Studio album by Suuns and Jerusalem in My Heart
- Released: April 13, 2015
- Length: 35:33
- Language: Arabic; English;
- Label: Secretly Canadian
- Producer: Radwan Ghazi Moumneh

Suuns chronology
| Images Du Futur (2013) | Suuns and Jerusalem in My Heart (2015) | Hold/Still (2016) |

Jerusalem in My Heart chronology
| Mo7it Al-Mo7it (2013) | Suuns and Jerusalem in My Heart (2015) | Daqa'iq Tudaiq (2018) |

= Suuns and Jerusalem in My Heart =

Suuns and Jerusalem in My Heart is a collaborative studio album by Canadian rock band Suuns and musical project Jerusalem in My Heart, led by Radwan Ghazi Moumneh. It was released on April 13, 2015, through the Secretly Canadian record label.

==Critical reception==

Upon its release, Suuns and Jerusalem in My Heart received positive reviews from music critics. At Metacritic, which assigns a normalized rating out of 100 to reviews from critics, the album received an average score of 72, which indicates "generally favorable reviews", based on 9 reviews.

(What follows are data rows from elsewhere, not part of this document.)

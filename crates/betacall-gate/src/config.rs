//! The gate's routing table.
//!
//! Everything here is data, not logic: the rule order lives in the evaluator,
//! and extending the public-route list or renaming the session cookie never
//! touches it.

use serde::Deserialize;

/// Routing-table configuration for the gate.
#[derive(Debug, Clone, Deserialize)]
pub struct GateConfig {
    /// Routes reachable only while NOT authenticated (exact path match).
    #[serde(default = "GateConfig::default_public_routes")]
    pub public_routes: Vec<String>,

    /// The sign-up path, target of query canonicalization.
    #[serde(default = "GateConfig::default_sign_up_path")]
    pub sign_up_path: String,

    /// Where unauthenticated requests for private routes are sent.
    #[serde(default = "GateConfig::default_sign_in_path")]
    pub sign_in_path: String,

    /// Where authenticated requests for public-only routes are sent.
    #[serde(default = "GateConfig::default_authenticated_home")]
    pub authenticated_home: String,

    /// Cookie whose presence marks a session (value is never inspected).
    #[serde(default = "GateConfig::default_session_cookie")]
    pub session_cookie: String,

    /// Query key that exempts a sign-up URL from canonicalization.
    #[serde(default = "GateConfig::default_social_query_key")]
    pub social_query_key: String,

    /// Path prefixes of token-consuming routes (emailed verification and
    /// reset links), always reachable regardless of auth state.
    #[serde(default = "GateConfig::default_token_route_prefixes")]
    pub token_route_prefixes: Vec<String>,
}

impl GateConfig {
    fn default_public_routes() -> Vec<String> {
        vec![
            "/signUp".to_string(),
            "/signIn".to_string(),
            "/recoverPassword".to_string(),
        ]
    }

    fn default_sign_up_path() -> String {
        "/signUp".to_string()
    }

    fn default_sign_in_path() -> String {
        "/signIn".to_string()
    }

    fn default_authenticated_home() -> String {
        "/".to_string()
    }

    fn default_session_cookie() -> String {
        "accessToken".to_string()
    }

    fn default_social_query_key() -> String {
        "socialMedia".to_string()
    }

    fn default_token_route_prefixes() -> Vec<String> {
        vec!["/verify/".to_string(), "/resetPassword/".to_string()]
    }

    /// Whether `path` is one of the designated public-only routes.
    #[must_use]
    pub fn is_public_only(&self, path: &str) -> bool {
        self.public_routes.iter().any(|route| route == path)
    }

    /// Whether `path` is under a token-consuming prefix.
    #[must_use]
    pub fn is_token_consuming(&self, path: &str) -> bool {
        self.token_route_prefixes
            .iter()
            .any(|prefix| path.starts_with(prefix.as_str()))
    }
}

impl Default for GateConfig {
    fn default() -> Self {
        Self {
            public_routes: Self::default_public_routes(),
            sign_up_path: Self::default_sign_up_path(),
            sign_in_path: Self::default_sign_in_path(),
            authenticated_home: Self::default_authenticated_home(),
            session_cookie: Self::default_session_cookie(),
            social_query_key: Self::default_social_query_key(),
            token_route_prefixes: Self::default_token_route_prefixes(),
        }
    }
}
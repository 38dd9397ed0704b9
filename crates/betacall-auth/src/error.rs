//! Authentication error types.

use thiserror::Error;

/// A result type using `AuthError`.
pub type Result<T> = std::result::Result<T, AuthError>;

/// Errors that can occur talking to the BetaCall user API.
#[derive(Debug, Error)]
pub enum AuthError {
    /// The email/password pair was rejected.
    #[error("invalid email or password")]
    InvalidCredentials,

    /// The account exists but its email address is not verified yet.
    #[error("email verification required")]
    VerificationRequired,

    /// No account matches the identity-provider profile.
    #[error("account not registered")]
    NotRegistered,

    /// An emailed token (reset or verification) was rejected as invalid or
    /// expired.
    #[error("token invalid or expired")]
    TokenRejected,

    /// Too many requests, rate limited by the backend.
    #[error("rate limited")]
    RateLimited,

    /// The backend answered with a status we have no mapping for.
    #[error("backend returned HTTP {0}")]
    UnexpectedStatus(u16),

    /// The request never completed (DNS, TLS, timeout).
    #[error("request failed: {0}")]
    Transport(String),

    /// The backend answered 2xx but the body did not parse.
    #[error("invalid response: {0}")]
    InvalidResponse(String),
}

impl AuthError {
    /// Returns `true` if the caller may retry the same request later.
    #[must_use]
    pub const fn is_retriable(&self) -> bool {
        matches!(self, Self::RateLimited | Self::Transport(_))
    }

    /// The HTTP status the edge should answer with for this error.
    #[must_use]
    pub const fn http_status_code(&self) -> u16 {
        match self {
            Self::InvalidCredentials => 401,
            Self::VerificationRequired => 403,
            Self::NotRegistered => 404,
            Self::TokenRejected => 400,
            Self::RateLimited => 429,
            Self::UnexpectedStatus(_) | Self::InvalidResponse(_) => 500,
            Self::Transport(_) => 502,
        }
    }
}
//! Opaque encoding for form state carried through URLs.
//!
//! The multi-step sign-up stashes partial form state in the URL so a page
//! reload or a social-login round trip can restore it. The encoding is plain
//! base64, not encryption: it keeps values out of casual sight, nothing more.

use base64::prelude::*;
use thiserror::Error;

/// Errors from decoding URL-carried form state.
#[derive(Debug, Clone, PartialEq, Eq, Error)]
pub enum CodecError {
    /// The input is not valid base64.
    #[error("invalid base64: {0}")]
    InvalidBase64(String),

    /// The decoded bytes are not valid UTF-8.
    #[error("decoded state is not valid UTF-8")]
    InvalidUtf8,
}

/// Encode form state for embedding in a URL.
#[must_use]
pub fn encode(state: &str) -> String {
    BASE64_STANDARD.encode(state)
}

/// Decode form state previously produced by [`encode`].
///
/// # Errors
///
/// Returns a [`CodecError`] if the input is not base64 or does not decode to
/// UTF-8. Callers must treat a failure as absent state, never as state.
pub fn decode(state: &str) -> Result<String, CodecError> {
    let bytes = BASE64_STANDARD
        .decode(state)
        .map_err(|e| CodecError::InvalidBase64(e.to_string()))?;
    String::from_utf8(bytes).map_err(|_| CodecError::InvalidUtf8)
}
//! Route-access decisions for the BetaCall edge.
//!
//! This crate implements the gate: a pure, synchronous function invoked once
//! per inbound request, before any page resolution, that decides whether the
//! request passes through, gets redirected, or gets its query string
//! canonicalized away.
//!
//! # Architecture
//!
//! ```text
//! ┌──────────────────┐     ┌──────────────────┐
//! │   Edge runtime   │────▶│    RouteGate     │
//! │  (middleware)    │     │   evaluate()     │
//! └──────────────────┘     └────────┬─────────┘
//!                                   │
//!                          ┌────────▼─────────┐
//!                          │    GateConfig    │
//!                          │ (routing table)  │
//!                          └──────────────────┘
//! ```
//!
//! The gate reads only the [`RouteRequest`] passed to it: no I/O, no clocks,
//! no shared state. Identical inputs always produce the identical
//! [`RouteVerdict`].
//!
//! # Rule order
//!
//! Rules are evaluated top to bottom and the first match wins:
//!
//! 1. Sign-up query canonicalization (strip incidental query noise unless the
//!    social hand-off key is present)
//! 2. Static asset bypass
//! 3. Token-consuming route bypass (`/verify/…`, `/resetPassword/…`)
//! 4. Unauthenticated request for a private route → redirect to sign-in
//! 5. Authenticated request for a public-only route → redirect home
//! 6. Proceed
//!
//! Rule 1 must stay ahead of 4/5: an unauthenticated `/signUp?foo=bar` is
//! canonicalized, never bounced to sign-in.
//!
//! # Example
//!
//! ```
//! use betacall_gate::{GateConfig, RouteGate, RouteRequest, RouteVerdict};
//!
//! let gate = RouteGate::new(GateConfig::default());
//!
//! let request = RouteRequest::new("/profile");
//! let verdict = gate.evaluate(&request).unwrap();
//! assert_eq!(
//!     verdict,
//!     RouteVerdict::Redirect { target: "/signIn".to_string() }
//! );
//! ```

#![forbid(unsafe_code)]
#![warn(missing_docs)]
#![warn(clippy::all)]
#![warn(clippy::pedantic)]

pub mod classify;
pub mod config;
pub mod error;
pub mod request;
pub mod verdict;

pub use classify::{classify, has_file_extension, RouteClass};
pub use config::GateConfig;
pub use error::{GateError, Result};
pub use request::RouteRequest;
pub use verdict::RouteVerdict;

use url::form_urlencoded;

/// The route-access decision function, closed over its routing table.
#[derive(Debug, Clone, Default)]
pub struct RouteGate {
    config: GateConfig,
}

impl RouteGate {
    /// Create a gate over the given routing table.
    #[must_use]
    pub const fn new(config: GateConfig) -> Self {
        Self { config }
    }

    /// The routing table this gate evaluates against.
    #[must_use]
    pub const fn config(&self) -> &GateConfig {
        &self.config
    }

    /// Decide the fate of one request.
    ///
    /// # Errors
    ///
    /// Returns a [`GateError`] when the descriptor is malformed (empty or
    /// relative path). The caller must fail the request rather than guess a
    /// default.
    pub fn evaluate(&self, request: &RouteRequest) -> Result<RouteVerdict> {
        if request.path.is_empty() {
            return Err(GateError::EmptyPath);
        }
        if !request.path.starts_with('/') {
            return Err(GateError::RelativePath(request.path.clone()));
        }

        let query = request.query.strip_prefix('?').unwrap_or(&request.query);

        // Rule 1: scrub incidental query noise off the sign-up page, unless
        // the request is mid-social-flow.
        if request.path == self.config.sign_up_path
            && !query.is_empty()
            && !query_has_key(query, &self.config.social_query_key)
        {
            let verdict = RouteVerdict::StripQuery {
                target: request.path.clone(),
            };
            tracing::debug!(path = %request.path, "canonicalizing sign-up query");
            return Ok(verdict);
        }

        // Empty-string cookie value counts as no session. Confirmed policy,
        // not an accident.
        let authenticated = request
            .cookies
            .get(&self.config.session_cookie)
            .is_some_and(|value| !value.is_empty());

        let verdict = match classify(&request.path, &self.config) {
            // Rules 2 and 3.
            RouteClass::StaticAsset | RouteClass::TokenConsuming => RouteVerdict::Proceed,
            // Rule 4.
            RouteClass::Private if !authenticated => RouteVerdict::Redirect {
                target: self.config.sign_in_path.clone(),
            },
            // Rule 5.
            RouteClass::PublicOnly if authenticated => RouteVerdict::Redirect {
                target: self.config.authenticated_home.clone(),
            },
            // Rule 6.
            RouteClass::Private | RouteClass::PublicOnly => RouteVerdict::Proceed,
        };

        tracing::trace!(
            path = %request.path,
            authenticated,
            verdict = ?verdict,
            "route gate verdict"
        );
        Ok(verdict)
    }
}

/// Whether the query string contains `key`, compared by exact key equality
/// after form-urlencoded decoding. Unparseable fragments degrade to "absent";
/// they can trigger an extra canonicalization but never a policy violation.
fn query_has_key(query: &str, key: &str) -> bool {
    form_urlencoded::parse(query.as_bytes()).any(|(k, _)| k == key)
}

#[cfg(test)]
mod tests {
    use super::*;

    fn gate() -> RouteGate {
        RouteGate::new(GateConfig::default())
    }

    fn authed(path: &str) -> RouteRequest {
        RouteRequest::new(path).with_cookie("accessToken", "xyz")
    }

    // =========================================================================
    // Rule 1: sign-up query canonicalization
    // =========================================================================

    #[test]
    fn sign_up_with_noise_query_is_stripped() {
        let request = RouteRequest::new("/signUp").with_query("?foo=bar");
        assert_eq!(
            gate().evaluate(&request).unwrap(),
            RouteVerdict::StripQuery {
                target: "/signUp".to_string()
            }
        );
    }

    #[test]
    fn sign_up_with_social_key_proceeds() {
        let request = RouteRequest::new("/signUp").with_query("?socialMedia=google");
        assert_eq!(gate().evaluate(&request).unwrap(), RouteVerdict::Proceed);
    }

    #[test]
    fn social_key_among_other_keys_still_exempts() {
        let request =
            RouteRequest::new("/signUp").with_query("step=2&socialMedia=google&email=a%40b.c");
        assert_eq!(gate().evaluate(&request).unwrap(), RouteVerdict::Proceed);
    }

    #[test]
    fn social_key_without_value_still_exempts() {
        let request = RouteRequest::new("/signUp").with_query("socialMedia");
        assert_eq!(gate().evaluate(&request).unwrap(), RouteVerdict::Proceed);
    }

    #[test]
    fn social_key_match_is_exact_not_substring() {
        // A key merely containing the social key is still noise.
        let request = RouteRequest::new("/signUp").with_query("notSocialMediaX=1");
        assert_eq!(
            gate().evaluate(&request).unwrap(),
            RouteVerdict::StripQuery {
                target: "/signUp".to_string()
            }
        );
    }

    #[test]
    fn canonicalization_outranks_authenticated_redirect() {
        // Rule 1 fires before rule 5 even with a session cookie present.
        let request = authed("/signUp").with_query("foo=bar");
        assert_eq!(
            gate().evaluate(&request).unwrap(),
            RouteVerdict::StripQuery {
                target: "/signUp".to_string()
            }
        );
    }

    #[test]
    fn sign_up_without_query_is_not_canonicalized() {
        let request = RouteRequest::new("/signUp");
        assert_eq!(gate().evaluate(&request).unwrap(), RouteVerdict::Proceed);
    }

    // =========================================================================
    // Rules 2 and 3: bypasses
    // =========================================================================

    #[test]
    fn assets_proceed_regardless_of_auth_and_query() {
        for request in [
            RouteRequest::new("/images/logo.png"),
            authed("/images/logo.png"),
            RouteRequest::new("/images/logo.png").with_query("v=3"),
        ] {
            assert_eq!(gate().evaluate(&request).unwrap(), RouteVerdict::Proceed);
        }
    }

    #[test]
    fn token_routes_proceed_regardless_of_auth() {
        assert_eq!(
            gate()
                .evaluate(&RouteRequest::new("/verify/abc123"))
                .unwrap(),
            RouteVerdict::Proceed
        );
        assert_eq!(
            gate().evaluate(&authed("/resetPassword/tok")).unwrap(),
            RouteVerdict::Proceed
        );
    }

    #[test]
    fn asset_under_token_prefix_resolved_by_asset_rule() {
        assert_eq!(
            gate()
                .evaluate(&RouteRequest::new("/verify/icon.svg"))
                .unwrap(),
            RouteVerdict::Proceed
        );
    }

    // =========================================================================
    // Rules 4 and 5: auth enforcement
    // =========================================================================

    #[test]
    fn unauthenticated_private_route_redirects_to_sign_in() {
        let verdict = gate()
            .evaluate(&RouteRequest::new("/private-route"))
            .unwrap();
        assert_eq!(
            verdict,
            RouteVerdict::Redirect {
                target: "/signIn".to_string()
            }
        );
    }

    #[test]
    fn authenticated_public_route_redirects_home() {
        let verdict = gate().evaluate(&authed("/signUp")).unwrap();
        assert_eq!(
            verdict,
            RouteVerdict::Redirect {
                target: "/".to_string()
            }
        );
    }

    #[test]
    fn authenticated_private_route_proceeds() {
        assert_eq!(
            gate().evaluate(&authed("/profile")).unwrap(),
            RouteVerdict::Proceed
        );
    }

    #[test]
    fn unauthenticated_public_route_proceeds() {
        assert_eq!(
            gate().evaluate(&RouteRequest::new("/signIn")).unwrap(),
            RouteVerdict::Proceed
        );
    }

    #[test]
    fn empty_cookie_value_is_not_a_session() {
        let request = RouteRequest::new("/profile").with_cookie("accessToken", "");
        assert_eq!(
            gate().evaluate(&request).unwrap(),
            RouteVerdict::Redirect {
                target: "/signIn".to_string()
            }
        );
    }

    #[test]
    fn cookie_value_is_not_validated_only_present() {
        // A stale or garbage token still counts as a session at this layer.
        let request = RouteRequest::new("/profile").with_cookie("accessToken", "not-a-jwt");
        assert_eq!(gate().evaluate(&request).unwrap(), RouteVerdict::Proceed);
    }

    #[test]
    fn home_is_private() {
        assert_eq!(
            gate().evaluate(&RouteRequest::new("/")).unwrap(),
            RouteVerdict::Redirect {
                target: "/signIn".to_string()
            }
        );
        assert_eq!(gate().evaluate(&authed("/")).unwrap(), RouteVerdict::Proceed);
    }

    // =========================================================================
    // Malformed descriptors
    // =========================================================================

    #[test]
    fn empty_path_is_rejected() {
        let request = RouteRequest::new("");
        assert_eq!(gate().evaluate(&request), Err(GateError::EmptyPath));
    }

    #[test]
    fn relative_path_is_rejected() {
        let request = RouteRequest::new("profile");
        assert_eq!(
            gate().evaluate(&request),
            Err(GateError::RelativePath("profile".to_string()))
        );
    }

    #[test]
    fn percent_encoded_path_is_treated_opaquely() {
        // No decoding: the encoded form is compared as-is and lands private.
        let request = RouteRequest::new("/sign%55p");
        assert_eq!(
            gate().evaluate(&request).unwrap(),
            RouteVerdict::Redirect {
                target: "/signIn".to_string()
            }
        );
    }

    // =========================================================================
    // Extended routing table
    // =========================================================================

    #[test]
    fn extra_public_route_is_honored_without_reordering() {
        let mut config = GateConfig::default();
        config.public_routes.push("/pricing".to_string());
        let gate = RouteGate::new(config);

        assert_eq!(
            gate.evaluate(&RouteRequest::new("/pricing")).unwrap(),
            RouteVerdict::Proceed
        );
        assert_eq!(
            gate.evaluate(&authed("/pricing")).unwrap(),
            RouteVerdict::Redirect {
                target: "/".to_string()
            }
        );
    }
}
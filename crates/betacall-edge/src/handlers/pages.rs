//! Page-route fallback.
//!
//! Every page route that passes the gate resolves to the application shell;
//! the client bundle takes over rendering from there.

use axum::response::{Html, IntoResponse};

const SHELL: &str = "<!doctype html>\
<html lang=\"en\">\
<head><meta charset=\"utf-8\"><title>BetaCall</title></head>\
<body><div id=\"root\"></div></body>\
</html>";

/// Serve the application shell.
pub async fn app_shell() -> impl IntoResponse {
    Html(SHELL)
}
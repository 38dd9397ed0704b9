//! Core domain types for the BetaCall edge.
//!
//! This crate provides the foundational types shared across the edge crates:
//!
//! - **User profile**: the wire type the user API returns
//! - **Password policy**: the validation rule shared by sign-up and reset
//! - **URL-state codec**: opaque encoding for form state carried in URLs
//! - **Social hand-off**: the deep-link payload that resumes an interrupted
//!   third-party sign-up
//!
//! # Example
//!
//! ```
//! use betacall_core::{validate_password, SocialHandoff, SocialProvider};
//!
//! validate_password("Secur3!pw").unwrap();
//!
//! let handoff = SocialHandoff {
//!     provider: SocialProvider::Google,
//!     email: "ada@example.com".to_string(),
//!     first_name: "Ada".to_string(),
//!     last_name: "Lovelace".to_string(),
//!     social_id: "g-123".to_string(),
//! };
//! let url = handoff.sign_up_url("/signUp");
//! assert!(url.starts_with("/signUp?socialMedia=google"));
//! ```

#![forbid(unsafe_code)]
#![warn(missing_docs)]
#![warn(clippy::all)]
#![warn(clippy::pedantic)]

pub mod codec;
pub mod handoff;
pub mod user;
pub mod validation;

pub use codec::CodecError;
pub use handoff::{HandoffError, SocialHandoff, SocialProvider};
pub use user::UserProfile;
pub use validation::{validate_password, ValidationError};
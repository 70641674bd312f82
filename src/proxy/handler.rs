//! Forwarding handler.
//!
//! # Responsibilities
//! - Buffer the request body (bounded) so it can be replayed
//! - Forward to the director's endpoints in turn until one answers
//! - Restrict a read-only proxy to GET requests
//!
//! # Design Decisions
//! - Only network errors move on to the next endpoint; any HTTP response,
//!   including 5xx, is passed through as-is
//! - Hop-by-hop headers never cross the proxy

use std::net::SocketAddr;
use std::sync::Arc;
use std::time::Instant;

use axum::body::Body;
use axum::extract::{ConnectInfo, Request, State};
use axum::http::{header, HeaderMap, HeaderName, HeaderValue, Method, StatusCode};
use axum::middleware::{self, Next};
use axum::response::{IntoResponse, Response};
use axum::Router;
use tower_http::limit::RequestBodyLimitLayer;

use crate::http::RequestIdExt;
use crate::observability::metrics;
use crate::proxy::director::Director;

const HOP_BY_HOP: [HeaderName; 8] = [
    header::CONNECTION,
    header::PROXY_AUTHENTICATE,
    header::PROXY_AUTHORIZATION,
    header::TE,
    header::TRAILER,
    header::TRANSFER_ENCODING,
    header::UPGRADE,
    HeaderName::from_static("keep-alive"),
];

/// Application state injected into the forwarding handler.
#[derive(Clone)]
pub struct ProxyState {
    pub director: Arc<Director>,
    pub client: reqwest::Client,
    pub max_body_bytes: usize,
}

/// Router forwarding every request; read-only proxies reject non-GET.
pub fn router(state: ProxyState, readonly: bool) -> Router {
    let limit = RequestBodyLimitLayer::new(state.max_body_bytes);
    let router = Router::new().fallback(forward).with_state(state).layer(limit);
    if readonly {
        router.layer(middleware::from_fn(readonly_guard))
    } else {
        router
    }
}

async fn readonly_guard(request: Request, next: Next) -> Response {
    if request.method() != Method::GET {
        return (StatusCode::NOT_IMPLEMENTED, "proxy: method not allowed in read-only mode")
            .into_response();
    }
    next.run(request).await
}

fn strip_hop_by_hop(headers: &mut HeaderMap) {
    for name in HOP_BY_HOP.iter() {
        headers.remove(name);
    }
}

async fn forward(
    State(state): State<ProxyState>,
    ConnectInfo(remote): ConnectInfo<SocketAddr>,
    request: Request,
) -> Response {
    let start_time = Instant::now();
    let request_id = request.request_id().map(str::to_owned);
    let (parts, body) = request.into_parts();
    let method = parts.method.clone();

    let body = match axum::body::to_bytes(body, state.max_body_bytes).await {
        Ok(bytes) => bytes,
        Err(e) => {
            tracing::warn!(request_id = ?request_id, error = %e, "Proxy: failed to read request body");
            metrics::record_proxied_request(method.as_str(), 413, start_time);
            return (StatusCode::PAYLOAD_TOO_LARGE, "proxy: request body too large").into_response();
        }
    };

    let endpoints = state.director.available().await;
    if endpoints.is_empty() {
        tracing::warn!("Proxy: zero endpoints currently available");
        metrics::record_proxied_request(method.as_str(), 503, start_time);
        return (
            StatusCode::SERVICE_UNAVAILABLE,
            "proxy: zero endpoints currently available",
        )
            .into_response();
    }

    let mut headers = parts.headers.clone();
    strip_hop_by_hop(&mut headers);
    headers.remove(header::HOST);
    headers.remove(header::CONTENT_LENGTH);
    if let Ok(value) = HeaderValue::from_str(&remote.ip().to_string()) {
        headers.append(HeaderName::from_static("x-forwarded-for"), value);
    }

    let path = parts
        .uri
        .path_and_query()
        .map(|p| p.as_str())
        .unwrap_or("/");

    for endpoint in &endpoints {
        let url = format!("{}{}", endpoint.url, path);
        let result = state
            .client
            .request(method.clone(), &url)
            .headers(headers.clone())
            .body(body.clone())
            .send()
            .await;

        match result {
            Ok(upstream) => {
                endpoint.mark_ok();
                let status = upstream.status();
                let mut response_headers = upstream.headers().clone();
                strip_hop_by_hop(&mut response_headers);

                metrics::record_proxied_request(method.as_str(), status.as_u16(), start_time);
                let mut response = Response::new(Body::from_stream(upstream.bytes_stream()));
                *response.status_mut() = status;
                *response.headers_mut() = response_headers;
                return response;
            }
            Err(e) => {
                tracing::warn!(
                    request_id = ?request_id,
                    endpoint = %endpoint.url,
                    error = %e,
                    "Proxy: failed to reach endpoint"
                );
                endpoint.mark_failed();
            }
        }
    }

    let message = format!(
        "proxy: unable to get response from {} endpoint(s)",
        endpoints.len()
    );
    tracing::warn!(request_id = ?request_id, "{}", message);
    metrics::record_proxied_request(method.as_str(), 502, start_time);
    (StatusCode::BAD_GATEWAY, message).into_response()
}
//! A proxy forwarding client traffic to a member running in the same process.

mod common;

use std::time::Duration;

use clusterd::config::ProxyMode;
use clusterd::lifecycle::RunMode;
use clusterd::{Bootstrap, Collaborators, InterruptRegistry};
use reqwest::StatusCode;

use common::{free_port, node_config};

#[tokio::test]
async fn proxy_forwards_to_member() {
    let member_dir = tempfile::tempdir().unwrap();
    let proxy_dir = tempfile::tempdir().unwrap();

    let member_registry = InterruptRegistry::new();
    let member = Bootstrap::new(
        node_config("infra0", member_dir.path(), free_port(), free_port()),
        member_registry.clone(),
        Collaborators::standard(),
    )
    .start()
    .await
    .unwrap();
    assert_eq!(member.mode(), RunMode::Member);
    let member_peer = member.peer_addrs()[0];

    let mut config = node_config("proxy0", proxy_dir.path(), free_port(), free_port());
    config.proxy.mode = ProxyMode::Readonly;
    config.cluster.initial = Some(format!("infra0=http://{}", member_peer));

    let proxy_registry = InterruptRegistry::new();
    let proxy = Bootstrap::new(config, proxy_registry.clone(), Collaborators::standard())
        .start()
        .await
        .unwrap();
    assert_eq!(proxy.mode(), RunMode::Proxy);
    assert!(proxy.peer_addrs().is_empty());
    let proxy_client = proxy.client_addrs()[0];

    let client = reqwest::Client::new();
    let response = client
        .get(format!("http://{}/version", proxy_client))
        .send()
        .await
        .unwrap();
    assert_eq!(response.status(), StatusCode::OK);
    let version: serde_json::Value = response.json().await.unwrap();
    assert_eq!(version["cluster"], "clusterd-cluster");

    let response = client
        .put(format!("http://{}/v2/keys/foo", proxy_client))
        .body("value=bar")
        .send()
        .await
        .unwrap();
    assert_eq!(response.status(), StatusCode::NOT_IMPLEMENTED);

    // Member gone: the proxy reports it cannot reach any endpoint.
    let waiter = tokio::spawn(member.wait());
    member_registry.stop();
    waiter.await.unwrap().unwrap();

    let response = client
        .get(format!("http://{}/version", proxy_client))
        .send()
        .await
        .unwrap();
    assert_eq!(response.status(), StatusCode::BAD_GATEWAY);

    let waiter = tokio::spawn(proxy.wait());
    proxy_registry.stop();
    tokio::time::timeout(Duration::from_secs(5), waiter)
        .await
        .unwrap()
        .unwrap()
        .unwrap();
}
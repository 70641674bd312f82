//! HTTP plumbing subsystem.
//!
//! # Data Flow
//! ```text
//! Member or proxy router
//!     → cors.rs (client-facing routers only)
//!     → server.rs (timeout, request ID, tracing)
//!     → net::serve (one task per listener)
//! ```

pub mod cors;
pub mod request;
pub mod server;

pub use cors::with_cors;
pub use request::{RequestIdExt, X_REQUEST_ID};
pub use server::layered;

Allmusic critic Fred Thomas wrote: "While there's no clear mission statement or overarching theme to the album, the group's collective energy is exciting and propulsive throughout, sounding very much like a group of close friends ecstatically pushing each other into uncharted musical territory." Drowned in Sound's Russel Warfield described the album's content as "music with a strong pulse that also whispers its truths close to your ear, like an intimate conversation at the back of a booming dance club." musicOMH critic Eric Hill stated: "In many ways it offers lessons in collaborative best practice, with individual sonic identities preserved, yet with a willingness to divert from usual methods on both sides proves it’s much more than just a stop-gap in between their respective next albums."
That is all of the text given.